Precept 9: Krylov subspace methods

Task 1: Let $A \in \mathbb{R}^{m\times m}$ Compute a basis for the Krylov subspace:

$$K_n(A,b) = \{b, Ab, A^2b, \dots, A^{n-1}b \} $$

using the Arnoldi iteration. Your function in Arnoldi step should do one step of the Arnoldi iteration, and fit into the (already written) Arnoldi iteration.

Recall the Arnoldi iteration:

import numpy as np

def Arnoldi_step(Qn, Hnm1, A):
    # Given Qn, Hnm1 such that AQn = Qnm1 Hnm1
    # Computes the next Qnp1 and Hn so that AQnp1 = Qn

    m = Qn.shape[0]
    n = Qn.shape[1]

    Qnp1 = np.zeros((m,n+1))
    Hn = np.zeros((n+1,n))

    ## ADD YOUR CODE HERE

    return Qnp1, Hn


### Written for you.
def Arnoldi_iteration(A,b, n):
    Qnp1 = b[:,None].copy()  #Trick to add a dimension to Qnp1
    Qnp1 /=  np.linalg.norm(b)
    Hn = np.zeros((0,0))
    for i in range(1,n):
        Qnp1,Hn = Arnoldi_step(Qnp1, Hn, A)
    return Qnp1, Hn


## Test cases
m = 10
A = np.random.randn(m,m)
b = np.random.randn(m)


# If we run m iteration, we should get AQn = Qn+1 Hn
n = 5
Qnp1, Hn = Arnoldi_iteration(A,b,n)

import matplotlib.pyplot as plt
plt.imshow(Qnp1.T@Qnp1)
plt.title('structure of Q.T Q (should be identity)')
plt.figure()
plt.imshow(Hn)
plt.title('structure of H (should be upper hessenberg)')
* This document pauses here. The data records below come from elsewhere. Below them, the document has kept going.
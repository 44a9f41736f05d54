use std::sync::Once;

/// Filter applied when neither the config nor `RUST_LOG` provides one.
///
/// The GPU stack is chatty at `info`; keep it at `warn` unless asked otherwise.
pub const DEFAULT_FILTER: &str = "info,wgpu_core=warn,wgpu_hal=warn,naga=warn";

/// Logger configuration.
///
/// `env_filter` follows the `env_logger` filter syntax (e.g. "debug",
/// "tessera_engine=trace,wgpu_core=warn").
#[derive(Debug, Clone)]
pub struct LoggingConfig {
    pub env_filter: Option<String>,
    pub write_style: env_logger::WriteStyle,
}

impl Default for LoggingConfig {
    fn default() -> Self {
        Self {
            env_filter: None,
            write_style: env_logger::WriteStyle::Auto,
        }
    }
}

static INIT: Once = Once::new();

/// Initializes the global logger once.
///
/// Filter precedence: `config.env_filter`, then `RUST_LOG`, then
/// [`DEFAULT_FILTER`]. Later calls are ignored.
pub fn init_logging(config: LoggingConfig) {
    INIT.call_once(|| {
        let filter = config
            .env_filter
            .or_else(|| std::env::var("RUST_LOG").ok())
            .unwrap_or_else(|| DEFAULT_FILTER.to_string());

        env_logger::Builder::new()
            .parse_filters(&filter)
            .write_style(config.write_style)
            .format_timestamp_millis()
            .init();

        log::debug!("logging initialized (filter: {filter})");
    });
}
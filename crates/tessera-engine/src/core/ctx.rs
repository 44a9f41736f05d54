use winit::dpi::PhysicalSize;
use winit::window::{Window, WindowId};

use crate::device::{DepthBuffer, Gpu, SurfaceErrorAction};
use crate::paint::Color;
use crate::render::{RenderCtx, RenderTarget};
use crate::time::FrameTime;
use crate::window::RuntimeCtx;

use super::app::AppControl;

/// Per-window handles.
pub struct WindowCtx<'a> {
    pub id: WindowId,
    pub window: &'a Window,
}

impl WindowCtx<'_> {
    /// Drawable size in physical pixels.
    pub fn inner_size(&self) -> PhysicalSize<u32> {
        self.window.inner_size()
    }
}

/// Per-frame context passed to [`App::on_frame`](super::App::on_frame).
///
/// Lifetimes:
/// - `'a` is the duration of the callback invocation
/// - `'w` is the window-borrow lifetime carried by `Gpu<'w>`
pub struct FrameCtx<'a, 'w> {
    pub window: WindowCtx<'a>,
    pub gpu: &'a mut Gpu<'w>,
    pub time: FrameTime,
    pub runtime: &'a mut RuntimeCtx,
}

impl FrameCtx<'_, '_> {
    /// Clears color to `clear` and depth to 1.0, calls `draw` with a ready
    /// [`RenderCtx`] and [`RenderTarget`], then presents the frame.
    ///
    /// Surface errors skip the frame; a fatal one returns `Exit`.
    pub fn render<F>(&mut self, clear: Color, draw: F) -> AppControl
    where
        F: FnOnce(&RenderCtx<'_>, &mut RenderTarget<'_>),
    {
        let size = self.gpu.size();
        if size.width == 0 || size.height == 0 {
            return AppControl::Continue;
        }

        let mut frame = match self.gpu.begin_frame() {
            Ok(f) => f,
            Err(err) => {
                return match self.gpu.handle_surface_error(err) {
                    SurfaceErrorAction::Fatal => {
                        log::error!("unrecoverable surface error; exiting");
                        AppControl::Exit
                    }
                    _ => AppControl::Continue,
                };
            }
        };

        let depth_view = self.gpu.depth().view();

        // Clear pass; dropped before the encoder is lent to `draw`.
        {
            let _rpass = frame.encoder.begin_render_pass(&wgpu::RenderPassDescriptor {
                label: Some("tessera clear"),
                color_attachments: &[Some(wgpu::RenderPassColorAttachment {
                    view: &frame.view,
                    resolve_target: None,
                    ops: wgpu::Operations {
                        load: wgpu::LoadOp::Clear(clear.to_wgpu()),
                        store: wgpu::StoreOp::Store,
                    },
                    depth_slice: None,
                })],
                depth_stencil_attachment: Some(wgpu::RenderPassDepthStencilAttachment {
                    view: depth_view,
                    depth_ops: Some(wgpu::Operations {
                        load: wgpu::LoadOp::Clear(DepthBuffer::CLEAR_DEPTH),
                        store: wgpu::StoreOp::Store,
                    }),
                    stencil_ops: None,
                }),
                timestamp_writes: None,
                occlusion_query_set: None,
                multiview_mask: None,
            });
        }

        let rctx = RenderCtx::new(
            self.gpu.device(),
            self.gpu.queue(),
            self.gpu.surface_format(),
            DepthBuffer::FORMAT,
            size,
        );

        // RenderTarget borrows frame.encoder; dropped before submit() takes frame.
        {
            let mut target = RenderTarget::new(&mut frame.encoder, &frame.view, depth_view);
            draw(&rctx, &mut target);
        }

        self.window.window.pre_present_notify();
        self.gpu.submit(frame);

        AppControl::Continue
    }
}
print('error in AQn - QnHn', np.linalg.norm(A@Qnp1[:,:-1] - Qnp1 @ Hn ) )

# If we run m + 1 iteration, we should get a reduction to Upper Hessenberg:
# (Although doesn't work for large n)
Q, H = Arnoldi_iteration(A,b,m+1)
Q = Q[:,:m]
H = H[:m]
A_recon = Q@H@Q.T
print('error in Hessenberg', np.linalg.norm(A - A_recon))

Task 2: GMRES

Using your Arnoldi step function, write a GMRES solver:

Also compute the residual at each step and return it along with the last iterate. Although step n of GMRES can be computed in O(n^2), you can use a O(n^3) solver for the QR factorization (use `np.linalg.qr')

def GMRES(A,b, n_iter):

    Qnp1 = b / np.linalg.norm(b)
    Qnp1 = Qnp1[:,None] # Add a dimension to Qnp1
    Hn = 0 

    # Store residuals in here
    residuals = np.zeros(n_iter+1)
    residuals[0] = np.linalg.norm(b)
    x = np.zeros_like(b)
    for k in range(1,n_iter+1):
        x
        ## WRITE THE GMRES ITERATION HERE

    return x, residuals



m = 10
A = np.random.randn(m,m)
b = np.random.randn(m)

# Should be exact after m steps
xm,r = GMRES(A,b, m)
x_sol = np.linalg.solve(A,b)
print('error (should be 0 since n iter == m):', np.linalg.norm(xm - x_sol) / np.linalg.norm(x_sol))

# A large matrix, we want to step well before n_iter === m
m = 1000
A = np.random.randn(m,m)
A = A.T @A + np.eye(m) * 1e3 # A well conditioned matrix
b = np.random.randn(m)

# Should be exact after m steps
n_iter = 50
xm,r = GMRES(A,b, n_iter)
x_sol = np.linalg.solve(A,b)
print('error after 50 iterations (should not be 0):', np.linalg.norm(xm - x_sol) / np.linalg.norm(x_sol))

plt.figure()
plt.semilogy(r)
plt.title('Decay of residual (large m), well conditioned matrix')
plt.xlabel('iteration count')
plt.ylabel('residual')